(Collected data)
=== Section Start ===
//! Bech32-encoded VASP addresses.
//!
//! The encoding is a fixed-layout variant of Bech32 (not BIP-173 compatible
//! — the checksum generator constants and target are specific to this
//! protocol) carrying a 16-byte on-chain address and an 8-byte sub-address.

use crate::error::StructureError;

const CHARSET: &[u8] = b"qpzry9x8gf2tvdw0s3jn54khce6mua7l";
const SEPARATOR: char = '1';
const CHECKSUM_LEN: usize = 6;

const ONCHAIN_LEN: usize = 16;
const SUBADDRESS_LEN: usize = 8;
const VERSION: u8 = 1;
const ENCODED_LEN: usize = 50;

const GENERATOR: [u32; 5] = [0x3b6a_57b2, 0x2650_8e6d, 0x1ea1_19fa, 0x3d42_33dd, 0x2a14_62b3];

/// Which network an address belongs to, encoded as the Bech32 human-readable part.
#[derive(Debug, Clone, Copy, PartialEq, Eq, Hash)]
pub enum Network {
    /// Mainnet, HRP `lbr`.
    Mainnet,
    /// Testnet, HRP `tlb`.
    Testnet,
}

impl Network {
    fn hrp(self) -> &'static str {
        match self {
            Self::Mainnet => "lbr",
            Self::Testnet => "tlb",
        }
    }

    fn from_hrp(hrp: &str) -> Option<Self> {
        match hrp {
            "lbr" => Some(Self::Mainnet),
            "tlb" => Some(Self::Testnet),
            _ => None,
        }
    }
}

/// A VASP address: a 16-byte on-chain identifier plus an 8-byte sub-address.
///
/// Equality and hashing consider the on-chain bytes, the sub-address bytes,
/// and the network together.
#[derive(Debug, Clone, PartialEq, Eq, Hash)]
pub struct Address {
    network: Network,
    onchain: [u8; ONCHAIN_LEN],
    subaddress: [u8; SUBADDRESS_LEN],
}

impl Address {
    /// Builds an address from raw bytes. `subaddress` defaults to all zeros
    /// when `None`, matching the reference encoder.
    #[must_use]
    pub fn from_bytes(
        network: Network,
        onchain: [u8; ONCHAIN_LEN],
        subaddress: Option<[u8; SUBADDRESS_LEN]>,
    ) -> Self {
        Self {
            network,
            onchain,
            subaddress: subaddress.unwrap_or([0u8; SUBADDRESS_LEN]),
        }
    }

    /// Returns the on-chain address bytes.
    #[must_use]
    pub const fn onchain_bytes(&self) -> &[u8; ONCHAIN_LEN] {
        &self.onchain
    }

    /// Returns the sub-address bytes.
    #[must_use]
    pub const fn subaddress_bytes(&self) -> &[u8; SUBADDRESS_LEN] {
        &self.subaddress
    }

    /// Returns this address's on-chain part with its sub-address zeroed out.
    #[must_use]
    pub fn onchain_only(&self) -> Self {
        Self {
            network: self.network,
            onchain: self.onchain,
            subaddress: [0u8; SUBADDRESS_LEN],
        }
    }

    /// The lowest bit of the last on-chain byte, used to elect the client
    /// role between two channel participants.
    #[must_use]
    pub const fn last_bit(&self) -> bool {
        self.onchain[ONCHAIN_LEN - 1] & 1 != 0
    }

    /// Lexicographic comparison of the on-chain bytes only.
    #[must_use]
    pub fn onchain_greater_or_equal(&self, other: &Self) -> bool {
        self.onchain >= other.onchain
    }

    /// Encodes this address as a Bech32 string.
    #[must_use]
    pub fn encode(&self) -> String {
        let mut payload = Vec::with_capacity(ONCHAIN_LEN + SUBADDRESS_LEN);
        payload.extend_from_slice(&self.onchain);
        payload.extend_from_slice(&self.subaddress);

        let mut five_bit = convert_bits(&payload, 8, 5, true).expect("8->5 conversion always fits");
        let mut data = Vec::with_capacity(1 + five_bit.len());
        data.push(u32::from(VERSION));
        data.append(&mut five_bit);

        bech32_encode(self.network.hrp(), &data)
    }

    /// Decodes a Bech32-encoded VASP address.
    ///
    /// # Errors
    ///
    /// Returns a [`StructureError`] if the string has the wrong length, an
    /// invalid human-readable part, mixed case, an unsupported version, or
    /// a bad checksum.
    pub fn decode(encoded: &str) -> Result<Self, StructureError> {
        if encoded.chars().count() != ENCODED_LEN {
            return Err(StructureError::new(format!(
                "expected {ENCODED_LEN} characters, got {}",
                encoded.chars().count()
            )));
        }

        let lower = encoded.to_lowercase();
        let upper = encoded.to_uppercase();
        if encoded != lower && encoded != upper {
            return Err(StructureError::new("mixed-case address is not allowed"));
        }
        let encoded = lower;

        let hrp = &encoded[..3];
        let network = Network::from_hrp(hrp)
            .ok_or_else(|| StructureError::new(format!("unknown network prefix '{hrp}'")))?;

        if encoded.as_bytes()[3] != SEPARATOR as u8 {
            return Err(StructureError::new("missing bech32 separator"));
        }

        let data_part = &encoded[4..];
        let values: Vec<u32> = data_part
            .chars()
            .map(|c| {
                CHARSET
                    .iter()
                    .position(|&b| b == c as u8)
                    .map(|i| i as u32)
                    .ok_or_else(|| StructureError::new(format!("invalid bech32 character '{c}'")))
            })
            .collect::<Result<_, _>>()?;

        let version = values[0];
        if version != u32::from(VERSION) {
            return Err(StructureError::new(format!(
                "unsupported address version {version}"
            )));
        }

        if !verify_checksum(hrp, &values) {
            return Err(StructureError::new("bech32 checksum mismatch"));
        }

        let payload_5bit = &values[1..values.len() - CHECKSUM_LEN];
        let decoded = convert_bits(payload_5bit, 5, 8, false)
            .ok_or_else(|| StructureError::new("invalid base32 payload"))?;

        if decoded.len() != ONCHAIN_LEN + SUBADDRESS_LEN {
            return Err(StructureError::new(format!(
                "expected {} decoded bytes, got {}",
                ONCHAIN_LEN + SUBADDRESS_LEN,
                decoded.len()
            )));
        }

        let mut onchain = [0u8; ONCHAIN_LEN];
        onchain.copy_from_slice(&decoded[..ONCHAIN_LEN]);
        let mut subaddress = [0u8; SUBADDRESS_LEN];
        subaddress.copy_from_slice(&decoded[ONCHAIN_LEN..]);

        Ok(Self {
            network,
            onchain,
            subaddress,
        })
    }
}

impl std::fmt::Display for Address {
    fn fmt(&self, f: &mut std::fmt::Formatter<'_>) -> std::fmt::Result {
        write!(f, "{}", self.encode())
    }
}

fn hrp_expand(hrp: &str) -> Vec<u32> {
    let mut out: Vec<u32> = hrp.bytes().map(|b| u32::from(b) >> 5).collect();
    out.push(0);
    out.extend(hrp.bytes().map(|b| u32::from(b) & 31));
    out
}

fn polymod(values: &[u32]) -> u32 {
    let mut chk: u32 = 1;
    for &value in values {
        let top = chk >> 25;
        chk = (chk & 0x01ff_ffff) << 5 ^ value;
        for (i, &gen) in GENERATOR.iter().enumerate() {
            if (top >> i) & 1 != 0 {
                chk ^= gen;
            }
        }
    }
    chk
}

fn verify_checksum(hrp: &str, data: &[u32]) -> bool {
    let mut values = hrp_expand(hrp);
    values.extend_from_slice(data);
    polymod(&values) == 1
}

fn create_checksum(hrp: &str, data: &[u32]) -> [u32; CHECKSUM_LEN] {
    let mut values = hrp_expand(hrp);
    values.extend_from_slice(data);
    values.extend_from_slice(&[0, 0, 0, 0, 0, 0]);
    let polymod_value = polymod(&values) ^ 1;
    let mut checksum = [0u32; CHECKSUM_LEN];
    for (i, slot) in checksum.iter_mut().enumerate() {
        *slot = (polymod_value >> (5 * (5 - i))) & 31;
    }
    checksum
}

fn bech32_encode(hrp: &str, data: &[u32]) -> String {
    let checksum = create_checksum(hrp, data);
    let mut out = String::with_capacity(ENCODED_LEN);
    out.push_str(hrp);
    out.push(SEPARATOR);
    for &d in data.iter().chain(checksum.iter()) {
        out.push(CHARSET[d as usize] as char);
    }
    out
}

fn convert_bits(data: &[u32], from_bits: u32, to_bits: u32, pad: bool) -> Option<Vec<u8>> {
    let mut acc: u32 = 0;
    let mut bits: u32 = 0;
    let maxv: u32 = (1 << to_bits) - 1;
    let max_acc: u32 = (1 << (from_bits + to_bits - 1)) - 1;
    let mut ret = Vec::new();

    for &value in data {
        if (value >> from_bits) != 0 {
            return None;
        }
        acc = ((acc << from_bits) | value) & max_acc;
        bits += from_bits;
        while bits >= to_bits {
            bits -= to_bits;
            ret.push(((acc >> bits) & maxv) as u8);
        }
    }

    if pad {
        if bits != 0 {
            ret.push(((acc << (to_bits - bits)) & maxv) as u8);
        }
    } else if bits >= from_bits || ((acc << (to_bits - bits)) & maxv) != 0 {
        return None;
    }

    Some(ret)
}

#[cfg(test)]
mod tests {
    use super::*;

    fn sample() -> Address {
        let mut onchain = [0u8; ONCHAIN_LEN];
        onchain[ONCHAIN_LEN - 1] = 0x2a;
        Address::from_bytes(Network::Mainnet, onchain, None)
    }

    #[test]
    fn round_trips_through_encode_decode() {
        let addr = sample();
        let encoded = addr.encode();
        assert_eq!(encoded.len(), ENCODED_LEN);
        assert_eq!(Address::decode(&encoded).unwrap(), addr);
    }

    #[test]
    fn rejects_mixed_case() {
        let addr = sample();
        let mut encoded = addr.encode();
        encoded.replace_range(4..5, "A");
        assert!(Address::decode(&encoded).is_err());
    }

    #[test]
    fn last_bit_reflects_final_onchain_byte() {
        assert!(sample().last_bit());
        let mut onchain = [0u8; ONCHAIN_LEN];
        onchain[ONCHAIN_LEN - 1] = 0x2c;
        let addr = Address::from_bytes(Network::Mainnet, onchain, None);
        assert!(!addr.last_bit());
    }

    #[test]
    fn onchain_only_zeroes_subaddress() {
        let mut sub = [0u8; SUBADDRESS_LEN];
        sub[0] = 7;
        let addr = Address::from_bytes(Network::Testnet, [1u8; ONCHAIN_LEN], Some(sub));
        let onchain = addr.onchain_only();
        assert_eq!(onchain.subaddress_bytes(), &[0u8; SUBADDRESS_LEN]);
        assert_eq!(onchain.onchain_bytes(), addr.onchain_bytes());
    }
}
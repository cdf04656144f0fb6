//! The transport collaborator: how a [`Channel`](crate::channel::Channel)'s
//! outbound frames actually reach a counterparty. Implemented concretely
//! by the `vasp-http` crate; kept here as a trait so `vasp-core` has no
//! networking dependency of its own.

use crate::address::Address;
use crate::error::ProtocolError;
use crate::hooks::BoxFuture;
use crate::wire::{CommandRequestObject, CommandResponseObject};

/// Sends a request to a counterparty VASP and awaits its response.
pub trait Transport: Send + Sync {
    /// Delivers `request` to `peer` and returns its response.
    ///
    /// # Errors
    ///
    /// Returns a [`ProtocolError`] for connection-level failures; this is
    /// distinct from a command-level [`crate::wire::ResponseStatus::Failure`],
    /// which is a successful round trip carrying a rejection.
    fn send_request<'a>(
        &'a self,
        peer: &'a Address,
        request: &'a CommandRequestObject,
    ) -> BoxFuture<'a, Result<CommandResponseObject, ProtocolError>>;
}
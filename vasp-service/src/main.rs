//! Bilateral off-chain VASP payment protocol node.
//!
//! # Usage
//!
//! ```bash
//! LOCAL_ADDRESS=tlb1... PEERS=tlb1other...=https://peer.example.com \
//!   cargo run -p vasp-service --release
//!
//! RUST_LOG=info cargo run -p vasp-service
//! ```
//!
//! # Environment Variables
//!
//! See [`vasp_service::config::ServiceConfig`] for the full list; all are
//! also available as `--flag` CLI arguments.

use std::net::SocketAddr;
use std::sync::Arc;
use std::time::Duration;

use vasp_core::address::Address;
use vasp_core::storage::Storage;
use vasp_core::transport::Transport;
use vasp_core::vasp::OffChainVasp;
use vasp_http::client::ReqwestTransport;
use vasp_service::business::LocalBusinessContext;
use vasp_service::config::ServiceConfig;
use vasp_service::util::SigDown;

#[tokio::main]
async fn main() {
    let _ = dotenvy::dotenv();

    #[cfg(feature = "telemetry")]
    tracing_subscriber::fmt()
        .with_env_filter(
            tracing_subscriber::EnvFilter::try_from_default_env().unwrap_or_else(|_| tracing_subscriber::EnvFilter::new("info")),
        )
        .init();

    if let Err(err) = run().await {
        tracing::error!("vasp-service failed: {err}");
        std::process::exit(1);
    }
}

async fn run() -> anyhow::Result<()> {
    let config = ServiceConfig::load();
    let local = Address::decode(&config.local_address)
        .map_err(vasp_service::error::ServiceError::from)?;
    tracing::info!(address = %local, host = %config.host, port = config.port, "loaded configuration");

    let business = Arc::new(LocalBusinessContext::new(config.local_address.clone()));
    let storage = Arc::new(Storage::open(std::path::Path::new(&config.core.storage_path))?);
    let vasp = Arc::new(OffChainVasp::with_storage(local, business, storage)?);

    let transport = Arc::new(ReqwestTransport::new(config.local_address.clone()));
    for (peer, base_url) in config.parse_peers()? {
        tracing::info!(peer = %peer, base_url = %base_url, "registered peer");
        transport.register_peer(&Address::decode(&peer)?, base_url);
    }

    resume_obligations(&vasp, &transport).await;

    let sig_down = SigDown::try_new().map_err(vasp_service::error::ServiceError::Bind)?;
    let shutdown_token = sig_down.cancellation_token();

    let retransmit_vasp = Arc::clone(&vasp);
    let retransmit_transport = Arc::clone(&transport);
    let retransmit_interval = Duration::from_secs(config.core.retransmit_interval_secs);
    let retransmit_token = sig_down.cancellation_token();
    tokio::spawn(async move {
        retransmit_ticker(retransmit_vasp, retransmit_transport, retransmit_interval, retransmit_token).await;
    });

    let app = vasp_http::server::router(vasp);
    let addr = SocketAddr::new(config.host, config.port);
    let listener = tokio::net::TcpListener::bind(addr).await?;
    tracing::info!("vasp-service listening on http://{addr}");

    axum::serve(listener, app)
        .with_graceful_shutdown(async move { shutdown_token.cancelled().await })
        .await?;

    sig_down.recv().await;
    tracing::info!("vasp-service shut down gracefully");
    Ok(())
}

/// Resumes any payment progression left incomplete by a prior crash:
/// re-runs each restored channel's open obligations, proposes whatever
/// follow-up commands they produce, and sends them to the relevant peer.
async fn resume_obligations(vasp: &Arc<OffChainVasp>, transport: &Arc<ReqwestTransport>) {
    let followups = match vasp.retry_open_obligations().await {
        Ok(followups) => followups,
        Err(err) => {
            tracing::warn!("failed to resume open obligations: {err}");
            return;
        }
    };
    for (peer, command) in followups {
        let request = match vasp.sequence_command_local(&peer, command) {
            Ok(request) => request,
            Err(err) => {
                tracing::warn!(peer = %peer, "failed to sequence resumed follow-up: {err}");
                continue;
            }
        };
        match transport.send_request(&peer, &request).await {
            Ok(response) => {
                if let Err(err) = vasp.handle_response(&peer, response) {
                    tracing::warn!(peer = %peer, "resumed follow-up response rejected: {err}");
                }
            }
            Err(err) => {
                tracing::debug!(peer = %peer, "resumed follow-up send failed: {err}");
            }
        }
    }
}

/// Periodically resends each open channel's oldest unacknowledged request.
///
/// A crashed or unreachable counterparty otherwise leaves a channel stalled
/// forever on a dropped request; this mirrors the reference
/// implementation's retransmission loop without requiring the caller to
/// drive it by hand.
async fn retransmit_ticker(
    vasp: Arc<OffChainVasp>,
    transport: Arc<ReqwestTransport>,
    interval: Duration,
    shutdown: tokio_util::sync::CancellationToken,
) {
    let mut ticker = tokio::time::interval(interval);
    loop {
        tokio::select! {
            () = shutdown.cancelled() => break,
            _ = ticker.tick() => {}
        }

        for other_encoded in vasp.counterparty_addresses() {
            let Some(channel) = vasp.existing_channel(&other_encoded) else {
                continue;
            };
            let request = {
                let mut channel = channel.lock().expect("channel mutex poisoned");
                channel.retransmit_tick()
            };
            let Some(request) = request else {
                continue;
            };
            let Ok(other) = Address::decode(&other_encoded) else {
                continue;
            };
            match transport.send_request(&other, &request).await {
                Ok(response) => {
                    let result = {
                        let mut channel = channel.lock().expect("channel mutex poisoned");
                        channel.handle_response(response)
                    };
                    match result {
                        Ok(()) => {
                            if let Err(err) = vasp.persist_channel(&other_encoded) {
                                tracing::warn!(peer = %other_encoded, "failed to persist channel state: {err}");
                            }
                        }
                        Err(err) => {
                            tracing::warn!(peer = %other_encoded, "retransmit response rejected: {err}");
                        }
                    }
                }
                Err(err) => {
                    tracing::debug!(peer = %other_encoded, "retransmit send failed: {err}");
                }
            }
        }
    }
}
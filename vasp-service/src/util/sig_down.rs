//! Graceful shutdown signal handling.
//!
//! This module provides [`SigDown`], a utility for handling OS shutdown
//! signals and coordinating graceful shutdown across multiple subsystems
//! using cancellation tokens.
//!
//! On Unix, it listens for SIGTERM and SIGINT. On Windows, it listens for Ctrl+C.
//!
//! # Example
//!
//! ```ignore
//! use crate::util::SigDown;
//!
//! let sig_down = SigDown::try_new()?;
//! let token = sig_down.cancellation_token();
//!
//! // Pass token to subsystems
//! tokio::spawn(async move {
//!     token.cancelled().await;
//!     println!("Shutting down...");
//! });
//!
//! // Wait for shutdown signal
//! sig_down.recv().await;
//! ```
//!
//! # Architecture
//!
//! [`SigDown`] spawns a background task that listens for OS signals.
//! When a signal is received, it triggers a [`CancellationToken`] that can be distributed
//! to multiple subsystems. This allows for coordinated graceful shutdown where all
//! components can clean up resources before the application exits.
//!
//! The [`TaskTracker`] is used to ensure the signal handler task completes before
//! the application exits.

#[cfg(unix)]
use tokio::signal::unix::SignalKind;
#[cfg(unix)]
use tokio::signal::unix::signal;
use tokio_util::sync::CancellationToken;
use tokio_util::task::TaskTracker;

/// Handles graceful shutdown on SIGTERM and SIGINT signals.
///
/// Spawns a background task that listens for shutdown signals and triggers
/// a cancellation token when received.
///
/// # Example
///
/// ```ignore
/// use crate::util::SigDown;
///
/// #[tokio::main]
/// async fn main() -> Result<(), Box<dyn std::error::Error>> {
///     let sig_down = SigDown::try_new()?;
///     let token = sig_down.cancellation_token();
///
///     // Use token for graceful shutdown in axum
///     let listener = tokio::net::TcpListener::bind("0.0.0.0:8080").await?;
///     axum::serve(listener, app)
///         .with_graceful_shutdown(async move { token.cancelled().await })
///         .await?;
///
///     Ok(())
/// }
/// ```
#[allow(missing_debug_implementations)] // TaskTracker doesn't impl Debug
pub struct SigDown {
    task_tracker: TaskTracker,
    cancellation_token: CancellationToken,
}

impl SigDown {
    /// Creates a new signal handler.
    ///
    /// Returns an error if signal registration fails (e.g., if the platform
    /// does not support Unix signals).
    ///
    /// # Errors
    ///
    /// Returns an [`std::io::Error`] if signal registration fails.
    ///
    /// # Example
    ///
    /// ```ignore
    /// use crate::util::SigDown;
    ///
    /// let sig_down = SigDown::try_new()?;
    /// let token = sig_down.cancellation_token();
    /// ```
    #[allow(clippy::unnecessary_wraps)] // Result needed on Unix for signal registration
    pub fn try_new() -> Result<Self, std::io::Error> {
        let inner = CancellationToken::new();
        let outer = inner.clone();
        let task_tracker = TaskTracker::new();

        #[cfg(unix)]
        {
            let mut sigterm = signal(SignalKind::terminate())?;
            let mut sigint = signal(SignalKind::interrupt())?;
            task_tracker.spawn(async move {
                tokio::select! {
                    _ = sigterm.recv() => {
                        inner.cancel();
                    },
                    _ = sigint.recv() => {
                        inner.cancel();
                    }
                }
            });
        }

        #[cfg(windows)]
        {
            task_tracker.spawn(async move {
                let _ = tokio::signal::ctrl_c().await;
                inner.cancel();
            });
        }

        task_tracker.close();
        Ok(Self {
            task_tracker,
            cancellation_token: outer,
        })
    }

    /// Returns a clone of the cancellation token for distributing to subsystems.
    ///
    /// The token can be passed to multiple subsystems. When a shutdown signal is received,
    /// all clones of the token will be cancelled simultaneously.
    ///
    /// # Example
    ///
    /// ```ignore
    /// use crate::util::SigDown;
    ///
    /// let sig_down = SigDown::try_new()?;
    /// let token = sig_down.cancellation_token();
    ///
    /// // Pass token to multiple subsystems
    /// let token2 = token.clone();
    /// tokio::spawn(async move {
    ///     token2.cancelled().await;
    ///     println!("Subsystem 2 shutting down...");
    /// });
    /// ```
    #[must_use]
    pub fn cancellation_token(&self) -> CancellationToken {
        self.cancellation_token.clone()
    }

    /// Waits for a shutdown signal and ensures the signal handler task completes.
    ///
    /// This method blocks until either SIGTERM or SIGINT is received, then waits
    /// for the signal handler task to complete. This ensures clean shutdown
    /// without leaving background tasks running.
    ///
    /// # Example
    ///
    /// ```ignore
    /// use crate::util::SigDown;
    ///
    /// let sig_down = SigDown::try_new()?;
    ///
    /// // Wait for shutdown signal
    /// sig_down.recv().await;
    /// println!("Shutdown complete");
    /// ```
    #[allow(dead_code)]
    pub async fn recv(&self) {
        self.cancellation_token.cancelled().await;
        self.task_tracker.wait().await;
    }
}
=== Section End ===
Please return the lines above exactly, from the first one down to the line with "const ENCODED_LEN: usize = 50;", and stop after that line.

= RESULT =
//! Bech32-encoded VASP addresses.
//!
//! The encoding is a fixed-layout variant of Bech32 (not BIP-173 compatible
//! — the checksum generator constants and target are specific to this
//! protocol) carrying a 16-byte on-chain address and an 8-byte sub-address.

use crate::error::StructureError;

const CHARSET: &[u8] = b"qpzry9x8gf2tvdw0s3jn54khce6mua7l";
const SEPARATOR: char = '1';
const CHECKSUM_LEN: usize = 6;

const ONCHAIN_LEN: usize = 16;
const SUBADDRESS_LEN: usize = 8;
const VERSION: u8 = 1;
const ENCODED_LEN: usize = 50;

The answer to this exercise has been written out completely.